Segment Open

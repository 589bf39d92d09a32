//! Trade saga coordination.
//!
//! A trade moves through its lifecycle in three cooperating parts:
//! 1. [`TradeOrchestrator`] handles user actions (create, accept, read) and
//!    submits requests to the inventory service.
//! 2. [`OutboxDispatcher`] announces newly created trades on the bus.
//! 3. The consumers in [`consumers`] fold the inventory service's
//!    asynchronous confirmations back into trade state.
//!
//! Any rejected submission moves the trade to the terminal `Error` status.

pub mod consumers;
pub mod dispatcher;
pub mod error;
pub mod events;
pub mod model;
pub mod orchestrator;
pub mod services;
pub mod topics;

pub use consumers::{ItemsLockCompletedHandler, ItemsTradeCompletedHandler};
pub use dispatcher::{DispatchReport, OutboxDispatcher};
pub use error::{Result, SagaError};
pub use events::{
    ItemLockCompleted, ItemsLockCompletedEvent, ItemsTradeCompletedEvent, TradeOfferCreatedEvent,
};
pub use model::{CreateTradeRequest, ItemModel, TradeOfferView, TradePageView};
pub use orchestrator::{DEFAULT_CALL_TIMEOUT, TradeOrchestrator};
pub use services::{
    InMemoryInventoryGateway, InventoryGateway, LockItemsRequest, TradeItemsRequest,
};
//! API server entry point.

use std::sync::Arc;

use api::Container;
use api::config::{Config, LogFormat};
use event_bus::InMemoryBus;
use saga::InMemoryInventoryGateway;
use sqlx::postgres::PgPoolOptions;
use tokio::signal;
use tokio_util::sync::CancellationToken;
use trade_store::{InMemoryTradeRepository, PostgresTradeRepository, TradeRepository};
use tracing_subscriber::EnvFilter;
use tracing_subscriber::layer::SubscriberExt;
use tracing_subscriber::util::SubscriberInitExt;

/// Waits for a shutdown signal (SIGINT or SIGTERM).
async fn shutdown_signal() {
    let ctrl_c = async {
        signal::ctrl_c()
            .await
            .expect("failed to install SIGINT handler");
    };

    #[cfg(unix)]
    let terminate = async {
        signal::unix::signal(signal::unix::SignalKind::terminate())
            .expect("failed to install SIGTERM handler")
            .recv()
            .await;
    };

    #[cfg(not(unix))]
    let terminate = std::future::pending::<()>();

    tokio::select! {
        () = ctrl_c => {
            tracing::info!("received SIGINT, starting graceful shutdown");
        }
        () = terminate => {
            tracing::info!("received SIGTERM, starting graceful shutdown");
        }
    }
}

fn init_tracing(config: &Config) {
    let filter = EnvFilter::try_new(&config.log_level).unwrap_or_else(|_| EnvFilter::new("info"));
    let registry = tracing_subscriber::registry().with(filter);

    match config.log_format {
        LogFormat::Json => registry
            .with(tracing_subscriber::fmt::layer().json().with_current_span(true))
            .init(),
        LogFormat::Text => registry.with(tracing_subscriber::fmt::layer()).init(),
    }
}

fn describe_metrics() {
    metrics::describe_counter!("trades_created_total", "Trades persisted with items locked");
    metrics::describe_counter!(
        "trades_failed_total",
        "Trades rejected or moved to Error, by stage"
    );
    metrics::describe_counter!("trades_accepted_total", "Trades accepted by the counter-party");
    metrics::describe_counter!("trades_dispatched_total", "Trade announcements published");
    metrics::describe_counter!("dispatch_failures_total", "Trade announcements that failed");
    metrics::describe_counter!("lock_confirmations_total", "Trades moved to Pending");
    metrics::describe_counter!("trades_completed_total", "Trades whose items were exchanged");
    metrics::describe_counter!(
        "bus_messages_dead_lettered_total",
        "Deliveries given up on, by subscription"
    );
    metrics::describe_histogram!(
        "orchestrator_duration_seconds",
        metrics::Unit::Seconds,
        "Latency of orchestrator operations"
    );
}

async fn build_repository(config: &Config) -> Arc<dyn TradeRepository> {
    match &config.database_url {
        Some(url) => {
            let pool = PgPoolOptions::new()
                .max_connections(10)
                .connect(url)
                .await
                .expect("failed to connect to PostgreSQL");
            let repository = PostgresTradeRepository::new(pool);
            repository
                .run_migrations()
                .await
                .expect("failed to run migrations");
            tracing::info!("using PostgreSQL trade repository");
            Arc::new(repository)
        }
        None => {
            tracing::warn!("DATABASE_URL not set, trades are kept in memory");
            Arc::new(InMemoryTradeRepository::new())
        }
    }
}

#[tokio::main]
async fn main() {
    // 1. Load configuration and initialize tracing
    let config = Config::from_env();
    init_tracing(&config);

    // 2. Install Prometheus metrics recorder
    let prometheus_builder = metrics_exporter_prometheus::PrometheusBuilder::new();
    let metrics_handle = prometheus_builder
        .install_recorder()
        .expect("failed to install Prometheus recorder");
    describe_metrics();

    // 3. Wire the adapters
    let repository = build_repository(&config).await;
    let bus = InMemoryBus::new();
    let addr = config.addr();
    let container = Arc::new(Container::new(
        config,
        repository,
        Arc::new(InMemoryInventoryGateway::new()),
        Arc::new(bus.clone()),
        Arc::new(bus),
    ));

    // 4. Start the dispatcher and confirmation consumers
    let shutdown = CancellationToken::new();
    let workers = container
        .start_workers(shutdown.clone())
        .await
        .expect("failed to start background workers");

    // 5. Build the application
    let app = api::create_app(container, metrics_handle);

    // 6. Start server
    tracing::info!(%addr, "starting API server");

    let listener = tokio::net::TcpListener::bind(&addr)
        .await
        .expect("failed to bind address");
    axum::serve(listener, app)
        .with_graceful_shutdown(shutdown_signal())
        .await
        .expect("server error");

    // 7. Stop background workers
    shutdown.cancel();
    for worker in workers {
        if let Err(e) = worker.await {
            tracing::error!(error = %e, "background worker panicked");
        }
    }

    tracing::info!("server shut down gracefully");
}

Segment Closed

Exercise details »
Restate each of the entries above verbatim.

Response area »
repository 589bf39d92d09a32
//! Trade saga coordination.
//!
//! A trade moves through its lifecycle in three cooperating parts:
//! 1. [`TradeOrchestrator`] handles user actions (create, accept, read) and
//!    submits requests to the inventory service.
//! 2. [`OutboxDispatcher`] announces newly created trades on the bus.
//! 3. The consumers in [`consumers`] fold the inventory service's
//!    asynchronous confirmations back into trade state.
//!
//! Any rejected submission moves the trade to the terminal `Error` status.

pub mod consumers;
pub mod dispatcher;
pub mod error;
pub mod events;
pub mod model;
pub mod orchestrator;
pub mod services;
pub mod topics;

pub use consumers::{ItemsLockCompletedHandler, ItemsTradeCompletedHandler};
pub use dispatcher::{DispatchReport, OutboxDispatcher};
pub use error::{Result, SagaError};
pub use events::{
    ItemLockCompleted, ItemsLockCompletedEvent, ItemsTradeCompletedEvent, TradeOfferCreatedEvent,
};
pub use model::{CreateTradeRequest, ItemModel, TradeOfferView, TradePageView};
pub use orchestrator::{DEFAULT_CALL_TIMEOUT, TradeOrchestrator};
pub use services::{
    InMemoryInventoryGateway, InventoryGateway, LockItemsRequest, TradeItemsRequest,
};
//! API server entry point.

use std::sync::Arc;

use api::Container;
use api::config::{Config, LogFormat};
use event_bus::InMemoryBus;
use saga::InMemoryInventoryGateway;
use sqlx::postgres::PgPoolOptions;
use tokio::signal;
use tokio_util::sync::CancellationToken;
use trade_store::{InMemoryTradeRepository, PostgresTradeRepository, TradeRepository};
use tracing_subscriber::EnvFilter;
use tracing_subscriber::layer::SubscriberExt;
use tracing_subscriber::util::SubscriberInitExt;

/// Waits for a shutdown signal (SIGINT or SIGTERM).
async fn shutdown_signal() {
    let ctrl_c = async {
        signal::ctrl_c()
            .await
            .expect("failed to install SIGINT handler");
    };

    #[cfg(unix)]
    let terminate = async {
        signal::unix::signal(signal::unix::SignalKind::terminate())
            .expect("failed to install SIGTERM handler")
            .recv()
            .await;
    };

    #[cfg(not(unix))]
    let terminate = std::future::pending::<()>();

    tokio::select! {
        () = ctrl_c => {
            tracing::info!("received SIGINT, starting graceful shutdown");
        }
        () = terminate => {
            tracing::info!("received SIGTERM, starting graceful shutdown");
        }
    }
}

fn init_tracing(config: &Config) {
    let filter = EnvFilter::try_new(&config.log_level).unwrap_or_else(|_| EnvFilter::new("info"));
    let registry = tracing_subscriber::registry().with(filter);

    match config.log_format {
        LogFormat::Json => registry
            .with(tracing_subscriber::fmt::layer().json().with_current_span(true))
            .init(),
        LogFormat::Text => registry.with(tracing_subscriber::fmt::layer()).init(),
    }
}

fn describe_metrics() {
    metrics::describe_counter!("trades_created_total", "Trades persisted with items locked");
    metrics::describe_counter!(
        "trades_failed_total",
        "Trades rejected or moved to Error, by stage"
    );
    metrics::describe_counter!("trades_accepted_total", "Trades accepted by the counter-party");
    metrics::describe_counter!("trades_dispatched_total", "Trade announcements published");
    metrics::describe_counter!("dispatch_failures_total", "Trade announcements that failed");
    metrics::describe_counter!("lock_confirmations_total", "Trades moved to Pending");
    metrics::describe_counter!("trades_completed_total", "Trades whose items were exchanged");
    metrics::describe_counter!(
        "bus_messages_dead_lettered_total",
        "Deliveries given up on, by subscription"
    );
    metrics::describe_histogram!(
        "orchestrator_duration_seconds",
        metrics::Unit::Seconds,
        "Latency of orchestrator operations"
    );
}

async fn build_repository(config: &Config) -> Arc<dyn TradeRepository> {
    match &config.database_url {
        Some(url) => {
            let pool = PgPoolOptions::new()
                .max_connections(10)
                .connect(url)
                .await
                .expect("failed to connect to PostgreSQL");
            let repository = PostgresTradeRepository::new(pool);
            repository
                .run_migrations()
                .await
                .expect("failed to run migrations");
            tracing::info!("using PostgreSQL trade repository");
            Arc::new(repository)
        }
        None => {
            tracing::warn!("DATABASE_URL not set, trades are kept in memory");
            Arc::new(InMemoryTradeRepository::new())
        }
    }
}

#[tokio::main]
async fn main() {
    // 1. Load configuration and initialize tracing
    let config = Config::from_env();
    init_tracing(&config);

    // 2. Install Prometheus metrics recorder
    let prometheus_builder = metrics_exporter_prometheus::PrometheusBuilder::new();
    let metrics_handle = prometheus_builder
        .install_recorder()
        .expect("failed to install Prometheus recorder");
    describe_metrics();

    // 3. Wire the adapters
    let repository = build_repository(&config).await;
    let bus = InMemoryBus::new();
    let addr = config.addr();
    let container = Arc::new(Container::new(
        config,
        repository,
        Arc::new(InMemoryInventoryGateway::new()),
        Arc::new(bus.clone()),
        Arc::new(bus),
    ));

    // 4. Start the dispatcher and confirmation consumers
    let shutdown = CancellationToken::new();
    let workers = container
        .start_workers(shutdown.clone())
        .await
        .expect("failed to start background workers");

    // 5. Build the application
    let app = api::create_app(container, metrics_handle);

    // 6. Start server
    tracing::info!(%addr, "starting API server");

    let listener = tokio::net::TcpListener::bind(&addr)
        .await
        .expect("failed to bind address");
    axum::serve(listener, app)
        .with_graceful_shutdown(shutdown_signal())
        .await
        .expect("server error");

    // 7. Stop background workers
    shutdown.cancel();
    for worker in workers {
        if let Err(e) = worker.await {
            tracing::error!(error = %e, "background worker panicked");
        }
    }

    tracing::info!("server shut down gracefully");
}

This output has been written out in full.